__RECORDS__
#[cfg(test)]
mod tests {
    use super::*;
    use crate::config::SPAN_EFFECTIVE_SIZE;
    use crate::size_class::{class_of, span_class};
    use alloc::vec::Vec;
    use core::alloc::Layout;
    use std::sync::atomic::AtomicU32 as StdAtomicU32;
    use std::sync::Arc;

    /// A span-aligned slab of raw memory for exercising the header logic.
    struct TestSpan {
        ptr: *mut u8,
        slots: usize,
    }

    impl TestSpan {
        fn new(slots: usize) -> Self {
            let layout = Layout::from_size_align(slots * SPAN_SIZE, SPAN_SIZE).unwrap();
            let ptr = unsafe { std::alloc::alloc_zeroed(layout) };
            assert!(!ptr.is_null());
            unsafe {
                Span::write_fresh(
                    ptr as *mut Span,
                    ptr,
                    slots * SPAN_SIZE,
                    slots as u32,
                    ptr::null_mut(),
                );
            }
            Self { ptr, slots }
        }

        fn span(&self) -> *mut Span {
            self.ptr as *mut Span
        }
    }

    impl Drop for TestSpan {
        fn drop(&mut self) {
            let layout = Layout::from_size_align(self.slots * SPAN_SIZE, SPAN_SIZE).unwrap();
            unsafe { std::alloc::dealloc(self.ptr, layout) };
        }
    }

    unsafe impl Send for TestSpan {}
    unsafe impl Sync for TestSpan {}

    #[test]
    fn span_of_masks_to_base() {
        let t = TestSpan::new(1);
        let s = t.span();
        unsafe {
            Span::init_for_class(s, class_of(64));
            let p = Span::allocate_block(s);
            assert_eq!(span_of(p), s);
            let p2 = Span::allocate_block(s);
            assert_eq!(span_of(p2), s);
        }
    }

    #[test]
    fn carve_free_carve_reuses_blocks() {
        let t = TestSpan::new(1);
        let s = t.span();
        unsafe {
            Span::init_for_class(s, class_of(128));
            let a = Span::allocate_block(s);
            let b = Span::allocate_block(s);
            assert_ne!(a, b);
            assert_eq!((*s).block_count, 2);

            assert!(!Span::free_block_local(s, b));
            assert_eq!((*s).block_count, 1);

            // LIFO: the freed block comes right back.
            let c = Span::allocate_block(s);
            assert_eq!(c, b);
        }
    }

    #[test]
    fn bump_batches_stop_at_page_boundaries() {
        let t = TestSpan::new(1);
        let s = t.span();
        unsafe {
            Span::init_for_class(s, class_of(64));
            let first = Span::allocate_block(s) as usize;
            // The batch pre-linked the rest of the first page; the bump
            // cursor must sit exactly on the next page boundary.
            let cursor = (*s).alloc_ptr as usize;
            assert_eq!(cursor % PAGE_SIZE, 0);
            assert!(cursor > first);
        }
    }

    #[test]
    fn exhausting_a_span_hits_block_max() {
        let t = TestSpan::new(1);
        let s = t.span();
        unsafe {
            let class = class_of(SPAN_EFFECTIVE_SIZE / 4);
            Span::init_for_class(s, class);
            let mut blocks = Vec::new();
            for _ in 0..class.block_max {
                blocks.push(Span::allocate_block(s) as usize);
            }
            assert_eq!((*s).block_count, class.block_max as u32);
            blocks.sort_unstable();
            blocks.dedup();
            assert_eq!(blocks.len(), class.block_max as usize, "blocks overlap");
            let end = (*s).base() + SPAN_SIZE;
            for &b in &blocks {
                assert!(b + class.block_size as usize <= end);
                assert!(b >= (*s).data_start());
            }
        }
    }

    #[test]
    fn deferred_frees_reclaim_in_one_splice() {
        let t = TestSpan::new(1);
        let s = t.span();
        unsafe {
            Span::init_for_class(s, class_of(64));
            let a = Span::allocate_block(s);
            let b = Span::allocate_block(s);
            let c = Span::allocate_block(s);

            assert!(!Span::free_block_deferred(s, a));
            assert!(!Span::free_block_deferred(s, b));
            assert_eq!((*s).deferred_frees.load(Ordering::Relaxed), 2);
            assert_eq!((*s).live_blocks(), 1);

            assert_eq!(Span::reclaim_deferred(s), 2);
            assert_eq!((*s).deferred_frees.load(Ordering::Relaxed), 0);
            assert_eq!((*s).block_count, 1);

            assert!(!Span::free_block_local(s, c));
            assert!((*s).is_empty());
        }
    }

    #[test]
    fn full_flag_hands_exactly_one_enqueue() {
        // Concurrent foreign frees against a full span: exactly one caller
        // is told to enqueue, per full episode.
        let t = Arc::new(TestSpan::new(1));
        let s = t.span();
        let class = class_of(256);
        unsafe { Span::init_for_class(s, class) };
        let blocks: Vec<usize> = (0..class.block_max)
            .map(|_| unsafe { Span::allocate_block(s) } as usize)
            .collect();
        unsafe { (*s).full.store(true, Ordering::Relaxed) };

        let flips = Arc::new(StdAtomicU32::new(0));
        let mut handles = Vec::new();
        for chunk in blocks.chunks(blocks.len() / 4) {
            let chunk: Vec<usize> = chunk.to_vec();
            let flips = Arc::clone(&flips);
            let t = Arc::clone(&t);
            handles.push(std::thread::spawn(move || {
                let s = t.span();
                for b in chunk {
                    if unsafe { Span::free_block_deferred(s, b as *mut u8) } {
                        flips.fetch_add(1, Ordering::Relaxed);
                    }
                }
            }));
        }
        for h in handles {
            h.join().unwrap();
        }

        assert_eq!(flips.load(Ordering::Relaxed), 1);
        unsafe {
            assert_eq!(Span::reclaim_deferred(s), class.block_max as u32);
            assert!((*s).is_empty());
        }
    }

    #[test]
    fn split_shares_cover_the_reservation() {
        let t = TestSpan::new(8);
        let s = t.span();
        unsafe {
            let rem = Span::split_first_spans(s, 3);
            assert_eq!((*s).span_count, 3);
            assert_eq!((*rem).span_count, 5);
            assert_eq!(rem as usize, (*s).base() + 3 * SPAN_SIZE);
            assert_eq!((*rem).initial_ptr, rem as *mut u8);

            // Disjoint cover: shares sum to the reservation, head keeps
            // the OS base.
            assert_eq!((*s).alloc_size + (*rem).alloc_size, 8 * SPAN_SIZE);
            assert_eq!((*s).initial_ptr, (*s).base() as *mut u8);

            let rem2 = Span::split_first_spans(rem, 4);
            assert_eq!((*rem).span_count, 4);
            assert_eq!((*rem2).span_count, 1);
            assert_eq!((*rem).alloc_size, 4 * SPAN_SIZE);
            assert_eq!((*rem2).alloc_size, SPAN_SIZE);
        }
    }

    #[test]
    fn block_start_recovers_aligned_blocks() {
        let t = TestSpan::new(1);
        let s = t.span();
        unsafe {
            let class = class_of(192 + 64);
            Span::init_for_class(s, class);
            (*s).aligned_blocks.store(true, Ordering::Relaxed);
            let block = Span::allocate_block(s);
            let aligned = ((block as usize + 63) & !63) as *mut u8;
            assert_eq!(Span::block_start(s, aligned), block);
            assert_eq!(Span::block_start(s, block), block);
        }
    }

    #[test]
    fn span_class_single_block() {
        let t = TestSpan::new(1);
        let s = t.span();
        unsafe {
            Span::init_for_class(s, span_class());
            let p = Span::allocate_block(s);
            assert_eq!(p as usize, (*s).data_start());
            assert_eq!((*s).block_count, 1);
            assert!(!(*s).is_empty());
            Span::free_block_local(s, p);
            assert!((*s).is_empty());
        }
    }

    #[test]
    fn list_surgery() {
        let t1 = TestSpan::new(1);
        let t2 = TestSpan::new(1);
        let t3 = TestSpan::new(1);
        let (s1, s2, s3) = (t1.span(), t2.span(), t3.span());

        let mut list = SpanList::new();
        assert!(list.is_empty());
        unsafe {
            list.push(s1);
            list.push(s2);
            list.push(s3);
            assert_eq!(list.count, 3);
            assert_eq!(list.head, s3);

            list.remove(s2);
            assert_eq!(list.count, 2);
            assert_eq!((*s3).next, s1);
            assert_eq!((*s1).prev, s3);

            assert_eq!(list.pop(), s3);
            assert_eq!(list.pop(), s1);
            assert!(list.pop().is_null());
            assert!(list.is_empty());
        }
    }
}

* * *

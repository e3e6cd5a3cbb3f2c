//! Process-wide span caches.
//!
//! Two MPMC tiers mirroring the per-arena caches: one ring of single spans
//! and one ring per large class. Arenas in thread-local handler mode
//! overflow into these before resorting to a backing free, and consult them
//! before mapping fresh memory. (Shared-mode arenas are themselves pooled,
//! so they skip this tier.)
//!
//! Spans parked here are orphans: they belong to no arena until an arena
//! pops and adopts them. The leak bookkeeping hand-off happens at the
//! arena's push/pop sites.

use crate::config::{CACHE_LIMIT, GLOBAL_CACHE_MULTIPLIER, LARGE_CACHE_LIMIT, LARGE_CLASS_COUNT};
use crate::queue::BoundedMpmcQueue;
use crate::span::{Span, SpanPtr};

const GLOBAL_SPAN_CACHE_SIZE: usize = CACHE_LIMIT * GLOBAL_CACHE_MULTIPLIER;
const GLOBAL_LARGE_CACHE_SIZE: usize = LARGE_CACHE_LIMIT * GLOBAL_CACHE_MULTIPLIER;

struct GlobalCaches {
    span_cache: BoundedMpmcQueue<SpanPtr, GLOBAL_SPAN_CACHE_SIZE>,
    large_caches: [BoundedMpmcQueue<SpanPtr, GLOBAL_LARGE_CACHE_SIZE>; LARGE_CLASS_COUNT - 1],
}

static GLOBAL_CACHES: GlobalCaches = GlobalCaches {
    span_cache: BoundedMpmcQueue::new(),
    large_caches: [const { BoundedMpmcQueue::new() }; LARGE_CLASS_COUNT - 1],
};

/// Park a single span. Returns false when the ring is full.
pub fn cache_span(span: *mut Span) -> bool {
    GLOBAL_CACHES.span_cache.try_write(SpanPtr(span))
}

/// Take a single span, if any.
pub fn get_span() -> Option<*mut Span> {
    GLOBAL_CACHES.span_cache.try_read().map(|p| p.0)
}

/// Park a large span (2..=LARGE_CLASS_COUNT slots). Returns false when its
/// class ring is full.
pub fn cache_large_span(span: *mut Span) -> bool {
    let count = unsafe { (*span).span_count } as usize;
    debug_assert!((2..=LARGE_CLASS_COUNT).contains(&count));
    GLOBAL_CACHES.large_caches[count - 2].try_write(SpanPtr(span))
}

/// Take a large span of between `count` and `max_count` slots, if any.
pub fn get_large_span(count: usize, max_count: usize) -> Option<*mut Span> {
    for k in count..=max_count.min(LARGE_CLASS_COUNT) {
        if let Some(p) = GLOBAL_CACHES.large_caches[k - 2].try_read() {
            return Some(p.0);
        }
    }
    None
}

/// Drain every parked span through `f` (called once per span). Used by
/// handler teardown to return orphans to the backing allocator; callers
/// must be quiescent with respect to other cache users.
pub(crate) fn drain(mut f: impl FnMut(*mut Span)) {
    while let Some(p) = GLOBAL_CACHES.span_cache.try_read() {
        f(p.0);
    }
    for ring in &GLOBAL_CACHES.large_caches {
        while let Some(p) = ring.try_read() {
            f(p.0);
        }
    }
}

---

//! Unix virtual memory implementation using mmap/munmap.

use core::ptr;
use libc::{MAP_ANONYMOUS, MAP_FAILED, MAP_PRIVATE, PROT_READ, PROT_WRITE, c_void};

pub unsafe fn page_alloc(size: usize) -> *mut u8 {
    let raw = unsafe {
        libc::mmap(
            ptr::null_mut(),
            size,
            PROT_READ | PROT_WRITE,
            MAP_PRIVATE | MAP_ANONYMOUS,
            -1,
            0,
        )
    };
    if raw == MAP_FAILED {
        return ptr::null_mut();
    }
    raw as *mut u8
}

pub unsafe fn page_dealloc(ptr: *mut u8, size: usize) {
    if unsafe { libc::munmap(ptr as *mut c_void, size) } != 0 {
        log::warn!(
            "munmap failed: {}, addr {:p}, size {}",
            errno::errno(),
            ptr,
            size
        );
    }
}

__WHAT YOU SHOULD DO__
For the string "GlobalCaches", count every line of the material where it appears and state only the count.

__ANSWER SECTION__
2